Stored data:
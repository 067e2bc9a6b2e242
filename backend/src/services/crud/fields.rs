// src/services/crud/fields.rs

use std::collections::BTreeMap;

use chrono::NaiveDate;
use serde::Serialize;
use serde_json::{Map, Value};
use validator::ValidateEmail;

use super::registry::ModelKind;
use crate::{
    error::{AppError, FieldError},
    utils::{hash::hash_password, html::clean_html},
};

/// How a submitted value is interpreted before it may reach the store.
#[derive(Debug, Clone, Copy, PartialEq, Eq, Serialize)]
#[serde(tag = "type", rename_all = "snake_case")]
pub enum FieldKind {
    /// Plain single-line text, trimmed.
    Text { max: usize },
    /// Free text rendered by clients; trimmed and HTML-sanitized.
    Prose { max: usize },
    Integer { min: i64, max: i64 },
    /// Id of a row of another model. Nullable unless the field is required.
    Reference { model: ModelKind },
    Email,
    /// `YYYY-MM-DD`.
    Date,
    Flag,
    /// Write-only; hashed before it is stored.
    Password,
}

/// One entry of a model's editable-field allow-list.
#[derive(Debug, Clone, Copy, Serialize)]
pub struct FieldSpec {
    pub name: &'static str,
    #[serde(skip)]
    pub column: &'static str,
    pub kind: FieldKind,
    pub required: bool,
    pub unique: bool,
    /// Accepted by inline edits.
    pub inline: bool,
    /// Computed by the server, never accepted from input.
    pub derived: bool,
    /// Stored when an optional integer is submitted blank.
    pub default: Option<i64>,
}

impl FieldSpec {
    pub const fn new(name: &'static str, kind: FieldKind) -> Self {
        Self {
            name,
            column: name,
            kind,
            required: false,
            unique: false,
            inline: true,
            derived: false,
            default: None,
        }
    }

    pub const fn required(self) -> Self {
        Self { required: true, ..self }
    }

    pub const fn unique(self) -> Self {
        Self { unique: true, ..self }
    }

    pub const fn form_only(self) -> Self {
        Self { inline: false, ..self }
    }

    pub const fn derived(self) -> Self {
        Self {
            derived: true,
            inline: false,
            ..self
        }
    }

    pub const fn defaults_to(self, value: i64) -> Self {
        Self {
            default: Some(value),
            ..self
        }
    }

    pub const fn column(self, column: &'static str) -> Self {
        Self { column, ..self }
    }

    fn write_only(&self) -> bool {
        matches!(self.kind, FieldKind::Password)
    }
}

/// A coerced, typed field value.
#[derive(Debug, Clone, PartialEq, Serialize)]
#[serde(untagged)]
pub enum FieldValue {
    Null,
    Int(i64),
    Bool(bool),
    Date(NaiveDate),
    Text(String),
}

pub type FieldMap = BTreeMap<&'static str, FieldValue>;

/// Which write path the input arrives through.
#[derive(Debug, Clone, Copy, PartialEq, Eq)]
pub enum Mode {
    Form,
    Inline,
}

/// Checks every submitted key against the model's allow-list and coerces its value.
///
/// All offending fields are reported together.
pub fn parse(kind: ModelKind, input: &Map<String, Value>, mode: Mode) -> Result<FieldMap, AppError> {
    let mut values = FieldMap::new();
    let mut errors = Vec::new();

    for (key, raw) in input {
        let Some(spec) = kind.field(key) else {
            errors.push(FieldError::new(key.as_str(), "unknown field"));
            continue;
        };
        if spec.derived {
            errors.push(FieldError::new(spec.name, "is derived and cannot be set"));
            continue;
        }
        if mode == Mode::Inline && !spec.inline {
            errors.push(FieldError::new(spec.name, "cannot be edited inline"));
            continue;
        }
        match coerce(spec, raw) {
            Ok(value) => {
                values.insert(spec.name, value);
            }
            Err(reason) => errors.push(FieldError::new(spec.name, reason)),
        }
    }

    if errors.is_empty() {
        Ok(values)
    } else {
        Err(AppError::Validation(errors))
    }
}

/// Coerces one raw input value according to its field kind.
pub fn coerce(spec: &FieldSpec, raw: &Value) -> Result<FieldValue, String> {
    if is_blank(raw) {
        return match (spec.required, spec.default) {
            (true, _) => Err("is required".to_string()),
            (false, Some(default)) => Ok(FieldValue::Int(default)),
            (false, None) => Ok(FieldValue::Null),
        };
    }

    match spec.kind {
        FieldKind::Text { max } => {
            let text = as_text(raw)?;
            check_length(&text, max)?;
            Ok(FieldValue::Text(text))
        }
        FieldKind::Prose { max } => {
            let text = clean_html(&as_text(raw)?);
            if text.is_empty() && spec.required {
                return Err("is required".to_string());
            }
            check_length(&text, max)?;
            Ok(FieldValue::Text(text))
        }
        FieldKind::Integer { min, max } => {
            let n = as_int(raw)?;
            if n < min || n > max {
                return Err(format!("must be between {min} and {max}"));
            }
            Ok(FieldValue::Int(n))
        }
        FieldKind::Reference { .. } => {
            let id = as_int(raw)?;
            if id < 1 {
                return Err("must be a positive id".to_string());
            }
            Ok(FieldValue::Int(id))
        }
        FieldKind::Email => {
            let text = as_text(raw)?;
            if !text.validate_email() {
                return Err("must be a valid email address".to_string());
            }
            Ok(FieldValue::Text(text))
        }
        FieldKind::Date => {
            let text = as_text(raw)?;
            NaiveDate::parse_from_str(&text, "%Y-%m-%d")
                .map(FieldValue::Date)
                .map_err(|_| "must be a date in YYYY-MM-DD format".to_string())
        }
        FieldKind::Flag => as_flag(raw).map(FieldValue::Bool),
        FieldKind::Password => {
            // Passwords are taken verbatim, whitespace included.
            let Value::String(password) = raw else {
                return Err("must be text".to_string());
            };
            let len = password.chars().count();
            if !(8..=128).contains(&len) {
                return Err("must be between 8 and 128 characters".to_string());
            }
            Ok(FieldValue::Text(password.clone()))
        }
    }
}

/// Required fields absent (or null) in `values`.
///
/// On edits the record already has a stored secret, so write-only fields are skipped.
pub fn missing_required(kind: ModelKind, values: &FieldMap, creating: bool) -> Vec<FieldError> {
    kind.fields()
        .iter()
        .filter(|spec| spec.required && !spec.derived)
        .filter(|spec| creating || !spec.write_only())
        .filter(|spec| matches!(values.get(spec.name), None | Some(FieldValue::Null)))
        .map(|spec| FieldError::new(spec.name, "is required"))
        .collect()
}

/// Replaces plaintext passwords by their hashes. Runs only once validation has passed.
pub fn seal_passwords(kind: ModelKind, values: &mut FieldMap) -> Result<(), AppError> {
    for spec in kind.fields().iter().filter(|spec| spec.write_only()) {
        if let Some(FieldValue::Text(plain)) = values.get(spec.name) {
            let hashed = hash_password(plain)?;
            values.insert(spec.name, FieldValue::Text(hashed));
        }
    }
    Ok(())
}

fn is_blank(raw: &Value) -> bool {
    match raw {
        Value::Null => true,
        Value::String(s) => s.trim().is_empty(),
        _ => false,
    }
}

fn as_text(raw: &Value) -> Result<String, String> {
    match raw {
        Value::String(s) => Ok(s.trim().to_string()),
        Value::Number(n) => Ok(n.to_string()),
        _ => Err("must be text".to_string()),
    }
}

/// Accepts JSON numbers and numeric strings (HTML forms submit everything as text).
fn as_int(raw: &Value) -> Result<i64, String> {
    match raw {
        Value::Number(n) => n.as_i64().ok_or_else(|| "must be a whole number".to_string()),
        Value::String(s) => s
            .trim()
            .parse::<i64>()
            .map_err(|_| "must be a whole number".to_string()),
        _ => Err("must be a whole number".to_string()),
    }
}

fn as_flag(raw: &Value) -> Result<bool, String> {
    match raw {
        Value::Bool(b) => Ok(*b),
        Value::Number(n) if n.as_i64() == Some(0) => Ok(false),
        Value::Number(n) if n.as_i64() == Some(1) => Ok(true),
        Value::String(s) => match s.trim().to_ascii_lowercase().as_str() {
            "true" | "on" | "yes" | "1" => Ok(true),
            "false" | "off" | "no" | "0" => Ok(false),
            _ => Err("must be true or false".to_string()),
        },
        _ => Err("must be true or false".to_string()),
    }
}

fn check_length(text: &str, max: usize) -> Result<(), String> {
    if text.chars().count() > max {
        return Err(format!("must be at most {max} characters"));
    }
    Ok(())
}
// src/services/crud/forms.rs
//
// Full-form validation run by add/edit over the merged record (stored values
// overlaid with the submitted ones). Inline edits skip this step.

use chrono::{NaiveDate, Utc};
use serde::{Deserialize, de::DeserializeOwned};
use validator::Validate;

use super::{fields::FieldMap, registry::ModelKind};
use crate::error::{AppError, FieldError, field_errors};

#[derive(Debug, Deserialize, Validate)]
pub struct BranchForm {
    #[validate(length(min = 1, max = 50, message = "Branch name must be 1 to 50 characters."))]
    pub name: String,
    #[validate(length(max = 500))]
    pub description: Option<String>,
}

#[derive(Debug, Deserialize, Validate)]
pub struct SubjectForm {
    #[validate(length(min = 1, max = 50, message = "Subject name must be 1 to 50 characters."))]
    pub name: String,
    #[validate(length(max = 500))]
    pub description: Option<String>,
    #[validate(range(min = 1, message = "A branch must be selected."))]
    pub branch_id: i64,
}

#[derive(Debug, Deserialize, Validate)]
pub struct ChapterForm {
    #[validate(length(min = 1, max = 50, message = "Chapter name must be 1 to 50 characters."))]
    pub name: String,
    #[validate(length(max = 500))]
    pub description: Option<String>,
    #[validate(range(min = 1, message = "A subject must be selected."))]
    pub subject_id: i64,
}

#[derive(Debug, Deserialize, Validate)]
pub struct QuizForm {
    #[validate(length(min = 1, max = 50, message = "Quiz name must be 1 to 50 characters."))]
    pub name: String,
    #[validate(range(min = 1, message = "A chapter must be selected."))]
    pub chapter_id: i64,
    #[validate(range(min = 1, max = 500, message = "Number of questions must be 1 to 500."))]
    pub question_count: i64,
    #[validate(range(min = 0, max = 86400, message = "Time limit must be 0 to 86400 seconds."))]
    pub time_limit: Option<i64>,
}

#[derive(Debug, Deserialize, Validate)]
pub struct QuestionForm {
    #[validate(range(min = 1, message = "A quiz must be selected."))]
    pub quiz_id: i64,
    #[validate(length(min = 1, max = 500))]
    pub question_text: String,
    #[validate(length(min = 1, max = 100))]
    pub option1: String,
    #[validate(length(min = 1, max = 100))]
    pub option2: String,
    #[validate(length(min = 1, max = 100))]
    pub option3: String,
    #[validate(length(min = 1, max = 100))]
    pub option4: String,
    #[validate(range(min = 1, max = 4, message = "Correct answer must be option 1, 2, 3 or 4."))]
    pub correct_option: i64,
    #[validate(range(min = 1, max = 1000, message = "Marks must be 1 to 1000."))]
    pub marks: i64,
}

impl QuestionForm {
    /// The four options must be told apart by the quiz taker.
    fn duplicate_options(&self) -> Vec<FieldError> {
        let options = [&self.option1, &self.option2, &self.option3, &self.option4];
        let mut errors = Vec::new();
        for (i, option) in options.iter().enumerate() {
            let normalized = option.trim().to_lowercase();
            if options[..i]
                .iter()
                .any(|earlier| earlier.trim().to_lowercase() == normalized)
            {
                errors.push(FieldError::new(
                    format!("option{}", i + 1),
                    "duplicates an earlier option",
                ));
            }
        }
        errors
    }
}

#[derive(Debug, Deserialize, Validate)]
pub struct UserForm {
    #[validate(email(message = "Username must be an email address."))]
    pub username: String,
    #[validate(length(min = 1, max = 100, message = "Name is required."))]
    pub name: String,
    #[validate(email(message = "Email must be a valid address."))]
    pub email: String,
    #[validate(custom(function = validate_dob))]
    pub dob: Option<NaiveDate>,
    pub is_admin: Option<bool>,
    pub branch_id: Option<i64>,
}

fn validate_dob(dob: &NaiveDate) -> Result<(), validator::ValidationError> {
    if *dob > Utc::now().date_naive() {
        let mut err = validator::ValidationError::new("dob_in_future");
        err.message = Some("Date of birth cannot be in the future.".into());
        return Err(err);
    }
    Ok(())
}

/// Validates the merged record of `kind`. Returns per-field errors, empty when valid.
pub fn validate(kind: ModelKind, merged: &FieldMap) -> Result<Vec<FieldError>, AppError> {
    let value = serde_json::to_value(merged)?;

    let errors = match kind {
        ModelKind::Branch => check::<BranchForm>(value)?.1,
        ModelKind::Subject => check::<SubjectForm>(value)?.1,
        ModelKind::Chapter => check::<ChapterForm>(value)?.1,
        ModelKind::Quiz => check::<QuizForm>(value)?.1,
        ModelKind::Question => {
            let (form, mut errors) = check::<QuestionForm>(value)?;
            errors.extend(form.duplicate_options());
            errors
        }
        ModelKind::User => check::<UserForm>(value)?.1,
    };

    Ok(errors)
}

fn check<F: DeserializeOwned + Validate>(
    value: serde_json::Value,
) -> Result<(F, Vec<FieldError>), AppError> {
    let form: F = serde_json::from_value(value)?;
    let errors = match form.validate() {
        Ok(()) => Vec::new(),
        Err(errors) => field_errors(&errors),
    };
    Ok((form, errors))
}

#[cfg(test)]
mod tests {
    use super::*;
    use crate::services::crud::fields::FieldValue;

    fn question(options: [&str; 4]) -> FieldMap {
        let mut map = FieldMap::new();
        map.insert("quiz_id", FieldValue::Int(1));
        map.insert("question_text", FieldValue::Text("Pick one".into()));
        map.insert("option1", FieldValue::Text(options[0].into()));
        map.insert("option2", FieldValue::Text(options[1].into()));
        map.insert("option3", FieldValue::Text(options[2].into()));
        map.insert("option4", FieldValue::Text(options[3].into()));
        map.insert("correct_option", FieldValue::Int(2));
        map.insert("marks", FieldValue::Int(5));
        map
    }

    #[test]
    fn distinct_options_pass() {
        let errors = validate(ModelKind::Question, &question(["1", "2", "3", "4"])).unwrap();
        assert!(errors.is_empty(), "{errors:?}");
    }

    #[test]
    fn repeated_options_are_flagged_on_the_later_slot() {
        let errors = validate(ModelKind::Question, &question(["Paris", "Rome", "paris ", "Oslo"])).unwrap();
        assert_eq!(errors, vec![FieldError::new("option3", "duplicates an earlier option")]);
    }

    #[test]
    fn user_form_checks_email_shape_and_birth_date() {
        let mut map = FieldMap::new();
        map.insert("username", FieldValue::Text("not-an-email".into()));
        map.insert("name", FieldValue::Text("Ada".into()));
        map.insert("email", FieldValue::Text("ada@example.com".into()));
        map.insert("dob", FieldValue::Date(NaiveDate::from_ymd_opt(2999, 1, 1).unwrap()));

        let fields: Vec<String> = validate(ModelKind::User, &map)
            .unwrap()
            .into_iter()
            .map(|e| e.field)
            .collect();
        assert_eq!(fields, vec!["dob", "username"]);
    }

    #[test]
    fn derived_quiz_subject_does_not_disturb_the_form() {
        let mut map = FieldMap::new();
        map.insert("name", FieldValue::Text("Algebra Basics".into()));
        map.insert("chapter_id", FieldValue::Int(4));
        map.insert("subject_id", FieldValue::Int(9));
        map.insert("question_count", FieldValue::Int(2));
        map.insert("time_limit", FieldValue::Null);
        assert!(validate(ModelKind::Quiz, &map).unwrap().is_empty());
    }
}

### WHAT IS EXPECTED
Output the lines above between the one holding "pub struct SubjectForm" and the one holding "pub struct QuizForm", inclusive, with nothing before or after them.

### RESULT OF THIS TASK
pub struct SubjectForm {
    #[validate(length(min = 1, max = 50, message = "Subject name must be 1 to 50 characters."))]
    pub name: String,
    #[validate(length(max = 500))]
    pub description: Option<String>,
    #[validate(range(min = 1, message = "A branch must be selected."))]
    pub branch_id: i64,
}

#[derive(Debug, Deserialize, Validate)]
pub struct ChapterForm {
    #[validate(length(min = 1, max = 50, message = "Chapter name must be 1 to 50 characters."))]
    pub name: String,
    #[validate(length(max = 500))]
    pub description: Option<String>,
    #[validate(range(min = 1, message = "A subject must be selected."))]
    pub subject_id: i64,
}

#[derive(Debug, Deserialize, Validate)]
pub struct QuizForm {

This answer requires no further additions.